The court’s ruling is important for several reasons. First, the court clearly concludes that a condition of use (COU) that is ongoing at the time a SNUR is proposed cannot be a significant new use, regardless of whether the manufacturer or EPA is aware that the significant new use is ongoing. The court was not required to make a finding this sweeping to vacate the orders. The court could have concluded that only if a significant new use was not known to be ongoing at the time of the SNUR proposal by the company and EPA, the SNUR would not apply to that COU. That is to say, the court might have found that if a company knew that a significant new use was ongoing and opted to not participate in notice and comment, then the company had effectively acquiesced to the significant new use being prohibited.

Second, the court did not address the byproduct and impurity issues. The court could have concluded that the PFAS in question were both byproducts and impurities and thus exempt from the requirement to submit a SNUN. This interpretation alone would have been sufficient to vacate the orders. It is interesting that the court remained silent.

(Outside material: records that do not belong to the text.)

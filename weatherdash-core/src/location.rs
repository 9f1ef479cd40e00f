//! Device position lookup with fallback to a default city.

use async_trait::async_trait;
use parking_lot::Mutex;
use reqwest::Client;
use serde::Deserialize;
use std::{
    fmt::Debug,
    time::{Duration, Instant},
};

use crate::{config::GeolocationConfig, error::GeolocationError, model::Locator};

#[derive(Debug, Clone, Copy, PartialEq)]
pub struct Position {
    pub latitude: f64,
    pub longitude: f64,
}

impl From<Position> for Locator {
    fn from(p: Position) -> Self {
        Locator::coordinates(p.latitude, p.longitude)
    }
}

/// Bounds applied to a single position read.
#[derive(Debug, Clone, Copy, PartialEq, Eq)]
pub struct GeolocationOptions {
    pub timeout: Duration,
    pub maximum_age: Duration,
}

impl Default for GeolocationOptions {
    fn default() -> Self {
        Self { timeout: Duration::from_secs(10), maximum_age: Duration::from_secs(60) }
    }
}

impl From<&GeolocationConfig> for GeolocationOptions {
    fn from(cfg: &GeolocationConfig) -> Self {
        Self { timeout: cfg.timeout(), maximum_age: cfg.maximum_age() }
    }
}

/// A source of the device's position.
#[async_trait]
pub trait Geolocator: Send + Sync + Debug {
    async fn current_position(&self) -> Result<Position, GeolocationError>;
}

/// Position known up front (CLI flags or config).
#[derive(Debug, Clone, Copy)]
pub struct StaticGeolocator(pub Position);

#[async_trait]
impl Geolocator for StaticGeolocator {
    async fn current_position(&self) -> Result<Position, GeolocationError> {
        Ok(self.0)
    }
}

/// No geolocation capability at all.
#[derive(Debug, Clone, Copy, Default)]
pub struct NoGeolocator;

#[async_trait]
impl Geolocator for NoGeolocator {
    async fn current_position(&self) -> Result<Position, GeolocationError> {
        Err(GeolocationError::Unsupported)
    }
}

#[derive(Debug, Deserialize)]
struct IpLookupResponse {
    status: String,
    lat: Option<f64>,
    lon: Option<f64>,
    message: Option<String>,
}

/// Approximates the position from the public IP address.
#[derive(Debug, Clone)]
pub struct IpGeolocator {
    url: String,
    http: Client,
}

impl IpGeolocator {
    pub fn new(url: impl Into<String>) -> Result<Self, GeolocationError> {
        // The resolver enforces the overall bound; this only guards a stuck connection.
        let http = Client::builder()
            .timeout(Duration::from_secs(30))
            .build()
            .map_err(|e| GeolocationError::PositionUnavailable(e.to_string()))?;

        Ok(Self { url: url.into(), http })
    }
}

#[async_trait]
impl Geolocator for IpGeolocator {
    async fn current_position(&self) -> Result<Position, GeolocationError> {
        let response = self.http.get(&self.url).send().await.map_err(|e| {
            tracing::debug!("IP lookup request failed: {}", e);
            GeolocationError::PositionUnavailable(e.to_string())
        })?;

        if !response.status().is_success() {
            return Err(GeolocationError::PositionUnavailable(format!(
                "IP lookup returned status {}",
                response.status()
            )));
        }

        let body: IpLookupResponse = response.json().await.map_err(|e| {
            GeolocationError::PositionUnavailable(format!("IP lookup parse error: {e}"))
        })?;

        match (body.status.as_str(), body.lat, body.lon) {
            ("success", Some(latitude), Some(longitude)) => Ok(Position { latitude, longitude }),
            _ => Err(GeolocationError::PositionUnavailable(
                body.message.unwrap_or_else(|| "IP lookup returned no position".to_string()),
            )),
        }
    }
}

/// What the resolver decided to fetch, and why.
#[derive(Debug, Clone, PartialEq)]
pub struct Resolution {
    pub locator: Locator,
    /// Set when the position could not be read and the default city is used.
    pub advisory: Option<String>,
}

#[derive(Debug)]
pub struct LocationResolver {
    geolocator: Box<dyn Geolocator>,
    options: GeolocationOptions,
    fallback_city: String,
    cached: Mutex<Option<(Position, Instant)>>,
}

impl LocationResolver {
    pub fn new(
        geolocator: Box<dyn Geolocator>,
        options: GeolocationOptions,
        fallback_city: impl Into<String>,
    ) -> Self {
        Self { geolocator, options, fallback_city: fallback_city.into(), cached: Mutex::new(None) }
    }

    pub fn fallback_city(&self) -> &str {
        &self.fallback_city
    }

    /// One bounded read, reusing a cached position younger than `maximum_age`.
    pub async fn read_position(&self) -> Result<Position, GeolocationError> {
        if let Some((position, captured_at)) = *self.cached.lock() {
            if captured_at.elapsed() <= self.options.maximum_age {
                tracing::debug!(?position, "Reusing cached position");
                return Ok(position);
            }
        }

        let position =
            tokio::time::timeout(self.options.timeout, self.geolocator.current_position())
                .await
                .map_err(|_| GeolocationError::Timeout)??;

        *self.cached.lock() = Some((position, Instant::now()));
        Ok(position)
    }

    /// Prefer the device position; fall back to the default city on any failure.
    pub async fn resolve(&self) -> Resolution {
        match self.read_position().await {
            Ok(position) => {
                tracing::info!(
                    latitude = position.latitude,
                    longitude = position.longitude,
                    "Resolved device position"
                );
                Resolution { locator: position.into(), advisory: None }
            }
            Err(err) => {
                tracing::warn!(error = %err, fallback = %self.fallback_city, "Geolocation failed");
                Resolution {
                    locator: Locator::named(self.fallback_city.clone()),
                    advisory: Some(err.advisory(&self.fallback_city)),
                }
            }
        }
    }
}

/// Pick the geolocation capability the configuration describes.
pub fn geolocator_from_config(cfg: &GeolocationConfig) -> Box<dyn Geolocator> {
    if let Some((latitude, longitude)) = cfg.fixed_position() {
        return Box::new(StaticGeolocator(Position { latitude, longitude }));
    }

    if cfg.ip_lookup {
        match IpGeolocator::new(cfg.ip_lookup_url.clone()) {
            Ok(ip) => return Box::new(ip),
            Err(e) => tracing::warn!("Failed to create IP geolocator: {}", e),
        }
    }

    Box::new(NoGeolocator)
}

Third, it is unclear whether the decision undermines entirely “dead chemical” SNURs (SNURs that prohibit all manufacturing, processing, and use of a substance). If a COU has been undertaken in the past, but is no longer ongoing, can EPA prohibit that COU under its SNUR authority? One interpretation of the court’s decision is that if a COU has ever been undertaken, regardless of when it was abandoned, that COU cannot be called “new” and therefore cannot be the subject of a SNUR.

It will be interesting to see what EPA does in response to the court’s ruling.